And of course, other things have kept me from posting regularly. The pelican was treated and released just a few days after its rescue. All is well.
I am in awe of the diversity and just plain bizarro nature of many of the ocean animals easily (and some not so easily) observed on any given day. Went for a short walk along the bayfront earlier this week and discovered a couple of squishy-looking somethings caught in the tide line. After a bit of research, which included asking a very knowledgeable source “what the heck is that” I can safely say these animals are spotted sea hares.
Sea hares are in the mollusk family – related to snails, slugs and nudibranchs. That’s the simple explanation. Why they are called hares, however, remains a mystery. One story says when first observed, the animal reminded that person of a hare. Say what? Of course there’s also the story that says early sailors mistook manatees for mermaids…so I’m thinking that possibly a lot of rum was involved in both observations.

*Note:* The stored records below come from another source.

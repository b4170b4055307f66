//! Durable-first execution with in-memory fallback
//!
//! Every aggregate operation goes through [`PersistenceGateway`]. When the
//! durable backend is configured the operation runs there first; on any
//! error (or when no durable backend exists) it runs once against the
//! process-local [`MemoryStore`]. Nothing is retried.

use super::backend::{AnalyticsBackend, StoreError};
use super::memory::MemoryStore;
use super::sqlite::SqliteStore;
use std::path::Path;
use std::sync::atomic::{AtomicBool, AtomicU64, Ordering};
use std::sync::{Arc, OnceLock};

/// The "falling back" notice is logged once per process
static FALLBACK_NOTICE_LOGGED: AtomicBool = AtomicBool::new(false);

pub struct PersistenceGateway {
    durable: Option<Arc<dyn AnalyticsBackend>>,
    fallback: OnceLock<Arc<MemoryStore>>,
    fallback_count: AtomicU64,
}

impl PersistenceGateway {
    pub fn new(durable: Option<Arc<dyn AnalyticsBackend>>) -> Self {
        Self {
            durable,
            fallback: OnceLock::new(),
            fallback_count: AtomicU64::new(0),
        }
    }

    /// Gateway with no durable backend; everything lands in memory
    pub fn memory_only() -> Self {
        Self::new(None)
    }

    /// Open the SQLite file when enabled; an open failure degrades to memory
    pub fn from_config(enable_durable: bool, db_path: impl AsRef<Path>) -> Self {
        if !enable_durable {
            log::info!("💾 Durable store disabled, using in-memory backend");
            return Self::memory_only();
        }
        match SqliteStore::open(db_path.as_ref()) {
            Ok(store) => {
                log::info!("💾 Durable store ready: {}", db_path.as_ref().display());
                Self::new(Some(Arc::new(store)))
            }
            Err(e) => {
                log::warn!(
                    "⚠️  Could not open durable store at {}: {}",
                    db_path.as_ref().display(),
                    e
                );
                Self::memory_only()
            }
        }
    }

    pub fn durable_backend_type(&self) -> Option<&'static str> {
        self.durable.as_ref().map(|d| d.backend_type())
    }

    /// Operations served by the in-memory backend so far
    pub fn fallback_count(&self) -> u64 {
        self.fallback_count.load(Ordering::Relaxed)
    }

    fn memory(&self) -> &Arc<MemoryStore> {
        self.fallback.get_or_init(|| {
            log::debug!("🧠 Initializing in-memory backend");
            Arc::new(MemoryStore::new())
        })
    }

    /// Run `durable_op` against the durable backend, else `fallback_op`
    /// against memory
    pub fn execute<T, D, F>(&self, durable_op: D, fallback_op: F) -> Result<T, StoreError>
    where
        D: FnOnce(&dyn AnalyticsBackend) -> Result<T, StoreError>,
        F: FnOnce(&dyn AnalyticsBackend) -> Result<T, StoreError>,
    {
        if let Some(durable) = &self.durable {
            match durable_op(durable.as_ref()) {
                Ok(value) => return Ok(value),
                Err(e) => {
                    if !FALLBACK_NOTICE_LOGGED.swap(true, Ordering::SeqCst) {
                        log::warn!(
                            "⚠️  Durable store failed ({}), falling back to in-memory storage",
                            e
                        );
                    } else {
                        log::debug!("Durable op failed, using fallback: {}", e);
                    }
                }
            }
        }

        self.fallback_count.fetch_add(1, Ordering::Relaxed);
        let memory: &MemoryStore = self.memory();
        fallback_op(memory)
    }

    /// Same operation against whichever backend serves it
    pub fn run<T, O>(&self, op: O) -> Result<T, StoreError>
    where
        O: Fn(&dyn AnalyticsBackend) -> Result<T, StoreError>,
    {
        self.execute(&op, &op)
    }
}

These animals really look more like a slug than a rabbit. Their shell..if they have one, is internal and not fully developed. Wing-like extensions along the foot propel the sea hare through the water as it swims. It feeds on algae.
In the spring, the hermaphroditic sea hares move into the shallow bay waters to breed, deposit their eggs in the seaweed and grasses, and then die. There were two sea hares washed up on the bayfront after a few days of warm weather..so I’m guessing this may be an early sign of spring. Life is sometimes weird…but good.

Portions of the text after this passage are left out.